— Work to complete —
The whole listing needs to be returned exactly as it appears.

***** Dataset records

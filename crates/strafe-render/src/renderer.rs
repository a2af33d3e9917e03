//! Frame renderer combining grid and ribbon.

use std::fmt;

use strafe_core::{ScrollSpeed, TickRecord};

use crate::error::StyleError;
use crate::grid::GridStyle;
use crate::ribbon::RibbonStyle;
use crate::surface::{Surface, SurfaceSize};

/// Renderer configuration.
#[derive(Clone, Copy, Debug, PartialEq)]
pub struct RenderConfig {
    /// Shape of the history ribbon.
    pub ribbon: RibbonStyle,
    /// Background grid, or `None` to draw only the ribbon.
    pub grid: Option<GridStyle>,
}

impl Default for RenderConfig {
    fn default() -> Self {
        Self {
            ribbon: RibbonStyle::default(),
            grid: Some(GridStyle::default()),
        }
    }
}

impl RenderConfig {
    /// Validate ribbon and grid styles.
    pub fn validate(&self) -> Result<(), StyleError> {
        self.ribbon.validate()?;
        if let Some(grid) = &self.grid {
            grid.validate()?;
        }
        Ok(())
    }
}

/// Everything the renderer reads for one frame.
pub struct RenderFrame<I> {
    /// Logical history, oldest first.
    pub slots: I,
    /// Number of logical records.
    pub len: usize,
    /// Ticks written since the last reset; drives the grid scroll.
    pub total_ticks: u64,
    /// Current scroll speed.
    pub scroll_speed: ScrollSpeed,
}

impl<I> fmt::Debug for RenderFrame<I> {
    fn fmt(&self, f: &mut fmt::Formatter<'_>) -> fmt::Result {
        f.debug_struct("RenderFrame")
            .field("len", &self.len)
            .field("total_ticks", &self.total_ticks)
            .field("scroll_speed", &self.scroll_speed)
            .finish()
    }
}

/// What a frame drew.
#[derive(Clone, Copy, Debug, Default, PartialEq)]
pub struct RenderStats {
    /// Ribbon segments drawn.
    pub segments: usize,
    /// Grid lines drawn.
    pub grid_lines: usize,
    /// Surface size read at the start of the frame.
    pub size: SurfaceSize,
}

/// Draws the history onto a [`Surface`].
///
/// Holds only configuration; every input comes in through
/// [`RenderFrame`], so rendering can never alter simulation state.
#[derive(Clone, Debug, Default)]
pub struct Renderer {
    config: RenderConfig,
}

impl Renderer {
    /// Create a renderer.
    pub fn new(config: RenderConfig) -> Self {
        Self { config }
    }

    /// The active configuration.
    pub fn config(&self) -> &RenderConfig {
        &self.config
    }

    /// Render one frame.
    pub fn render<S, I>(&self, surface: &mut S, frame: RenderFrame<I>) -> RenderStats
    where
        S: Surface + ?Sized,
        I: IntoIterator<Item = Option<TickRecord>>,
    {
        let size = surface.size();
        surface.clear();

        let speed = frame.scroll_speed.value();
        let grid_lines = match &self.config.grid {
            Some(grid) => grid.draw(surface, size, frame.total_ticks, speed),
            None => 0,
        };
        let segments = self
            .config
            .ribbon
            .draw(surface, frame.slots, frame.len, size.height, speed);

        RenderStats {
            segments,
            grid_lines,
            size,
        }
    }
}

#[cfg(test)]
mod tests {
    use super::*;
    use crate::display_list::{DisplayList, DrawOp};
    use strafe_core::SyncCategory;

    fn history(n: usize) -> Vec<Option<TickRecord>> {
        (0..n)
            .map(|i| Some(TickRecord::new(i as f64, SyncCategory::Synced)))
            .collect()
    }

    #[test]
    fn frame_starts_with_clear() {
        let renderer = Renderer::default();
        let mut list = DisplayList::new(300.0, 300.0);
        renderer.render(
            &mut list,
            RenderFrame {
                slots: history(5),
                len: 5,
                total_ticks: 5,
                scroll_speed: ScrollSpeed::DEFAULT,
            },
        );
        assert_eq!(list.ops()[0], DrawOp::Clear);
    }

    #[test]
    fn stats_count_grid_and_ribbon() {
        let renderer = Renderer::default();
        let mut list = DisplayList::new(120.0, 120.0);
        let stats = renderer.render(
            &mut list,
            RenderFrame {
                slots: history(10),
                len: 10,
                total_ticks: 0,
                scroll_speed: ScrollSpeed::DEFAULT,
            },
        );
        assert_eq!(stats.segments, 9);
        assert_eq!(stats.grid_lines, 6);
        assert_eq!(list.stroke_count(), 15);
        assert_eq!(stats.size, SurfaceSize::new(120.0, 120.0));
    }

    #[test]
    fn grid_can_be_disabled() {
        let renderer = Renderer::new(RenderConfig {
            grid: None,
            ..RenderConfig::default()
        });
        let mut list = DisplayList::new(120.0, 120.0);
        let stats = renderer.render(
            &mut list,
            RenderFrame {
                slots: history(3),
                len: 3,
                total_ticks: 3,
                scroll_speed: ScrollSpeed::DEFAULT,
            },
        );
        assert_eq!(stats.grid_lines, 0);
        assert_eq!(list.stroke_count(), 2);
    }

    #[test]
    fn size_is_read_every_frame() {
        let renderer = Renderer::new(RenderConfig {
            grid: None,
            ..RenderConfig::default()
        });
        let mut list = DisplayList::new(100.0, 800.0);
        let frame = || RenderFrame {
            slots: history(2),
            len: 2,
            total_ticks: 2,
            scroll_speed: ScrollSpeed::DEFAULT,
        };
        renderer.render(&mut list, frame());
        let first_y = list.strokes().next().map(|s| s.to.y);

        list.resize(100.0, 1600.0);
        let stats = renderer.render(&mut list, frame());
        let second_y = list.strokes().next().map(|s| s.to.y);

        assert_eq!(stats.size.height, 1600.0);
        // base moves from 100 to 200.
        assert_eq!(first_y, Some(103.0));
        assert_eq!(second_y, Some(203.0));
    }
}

**********

— Answer to this task —
filename crates/strafe-render/src/renderer.rs
repository a2af33d3e9917e03
//! Frame renderer combining grid and ribbon.

use std::fmt;

use strafe_core::{ScrollSpeed, TickRecord};

use crate::error::StyleError;
use crate::grid::GridStyle;
use crate::ribbon::RibbonStyle;
use crate::surface::{Surface, SurfaceSize};

/// Renderer configuration.
#[derive(Clone, Copy, Debug, PartialEq)]
pub struct RenderConfig {
    /// Shape of the history ribbon.
    pub ribbon: RibbonStyle,
    /// Background grid, or `None` to draw only the ribbon.
    pub grid: Option<GridStyle>,
}

impl Default for RenderConfig {
    fn default() -> Self {
        Self {
            ribbon: RibbonStyle::default(),
            grid: Some(GridStyle::default()),
        }
    }
}

impl RenderConfig {
    /// Validate ribbon and grid styles.
    pub fn validate(&self) -> Result<(), StyleError> {
        self.ribbon.validate()?;
        if let Some(grid) = &self.grid {
            grid.validate()?;
        }
        Ok(())
    }
}

/// Everything the renderer reads for one frame.
pub struct RenderFrame<I> {
    /// Logical history, oldest first.
    pub slots: I,
    /// Number of logical records.
    pub len: usize,
    /// Ticks written since the last reset; drives the grid scroll.
    pub total_ticks: u64,
    /// Current scroll speed.
    pub scroll_speed: ScrollSpeed,
}

impl<I> fmt::Debug for RenderFrame<I> {
    fn fmt(&self, f: &mut fmt::Formatter<'_>) -> fmt::Result {
        f.debug_struct("RenderFrame")
            .field("len", &self.len)
            .field("total_ticks", &self.total_ticks)
            .field("scroll_speed", &self.scroll_speed)
            .finish()
    }
}

/// What a frame drew.
#[derive(Clone, Copy, Debug, Default, PartialEq)]
pub struct RenderStats {
    /// Ribbon segments drawn.
    pub segments: usize,
    /// Grid lines drawn.
    pub grid_lines: usize,
    /// Surface size read at the start of the frame.
    pub size: SurfaceSize,
}

/// Draws the history onto a [`Surface`].
///
/// Holds only configuration; every input comes in through
/// [`RenderFrame`], so rendering can never alter simulation state.
#[derive(Clone, Debug, Default)]
pub struct Renderer {
    config: RenderConfig,
}

impl Renderer {
    /// Create a renderer.
    pub fn new(config: RenderConfig) -> Self {
        Self { config }
    }

    /// The active configuration.
    pub fn config(&self) -> &RenderConfig {
        &self.config
    }

    /// Render one frame.
    pub fn render<S, I>(&self, surface: &mut S, frame: RenderFrame<I>) -> RenderStats
    where
        S: Surface + ?Sized,
        I: IntoIterator<Item = Option<TickRecord>>,
    {
        let size = surface.size();
        surface.clear();

        let speed = frame.scroll_speed.value();
        let grid_lines = match &self.config.grid {
            Some(grid) => grid.draw(surface, size, frame.total_ticks, speed),
            None => 0,
        };
        let segments = self
            .config
            .ribbon
            .draw(surface, frame.slots, frame.len, size.height, speed);

        RenderStats {
            segments,
            grid_lines,
            size,
        }
    }
}

#[cfg(test)]
mod tests {
    use super::*;
    use crate::display_list::{DisplayList, DrawOp};
    use strafe_core::SyncCategory;

    fn history(n: usize) -> Vec<Option<TickRecord>> {
        (0..n)
            .map(|i| Some(TickRecord::new(i as f64, SyncCategory::Synced)))
            .collect()
    }

    #[test]
    fn frame_starts_with_clear() {
        let renderer = Renderer::default();
        let mut list = DisplayList::new(300.0, 300.0);
        renderer.render(
            &mut list,
            RenderFrame {
                slots: history(5),
                len: 5,
                total_ticks: 5,
                scroll_speed: ScrollSpeed::DEFAULT,
            },
        );
        assert_eq!(list.ops()[0], DrawOp::Clear);
    }

    #[test]
    fn stats_count_grid_and_ribbon() {
        let renderer = Renderer::default();
        let mut list = DisplayList::new(120.0, 120.0);
        let stats = renderer.render(
            &mut list,
            RenderFrame {
                slots: history(10),
                len: 10,
                total_ticks: 0,
                scroll_speed: ScrollSpeed::DEFAULT,
            },
        );
        assert_eq!(stats.segments, 9);
        assert_eq!(stats.grid_lines, 6);
        assert_eq!(list.stroke_count(), 15);
        assert_eq!(stats.size, SurfaceSize::new(120.0, 120.0));
    }

    #[test]
    fn grid_can_be_disabled() {
        let renderer = Renderer::new(RenderConfig {
            grid: None,
            ..RenderConfig::default()
        });
        let mut list = DisplayList::new(120.0, 120.0);
        let stats = renderer.render(
            &mut list,
            RenderFrame {
                slots: history(3),
                len: 3,
                total_ticks: 3,
                scroll_speed: ScrollSpeed::DEFAULT,
            },
        );
        assert_eq!(stats.grid_lines, 0);
        assert_eq!(list.stroke_count(), 2);
    }

    #[test]
    fn size_is_read_every_frame() {
        let renderer = Renderer::new(RenderConfig {
            grid: None,
            ..RenderConfig::default()
        });
        let mut list = DisplayList::new(100.0, 800.0);
        let frame = || RenderFrame {
            slots: history(2),
            len: 2,
            total_ticks: 2,
            scroll_speed: ScrollSpeed::DEFAULT,
        };
        renderer.render(&mut list, frame());
        let first_y = list.strokes().next().map(|s| s.to.y);

        list.resize(100.0, 1600.0);
        let stats = renderer.render(&mut list, frame());
        let second_y = list.strokes().next().map(|s| s.to.y);

        assert_eq!(stats.size.height, 1600.0);
        // base moves from 100 to 200.
        assert_eq!(first_y, Some(103.0));
        assert_eq!(second_y, Some(203.0));
    }
}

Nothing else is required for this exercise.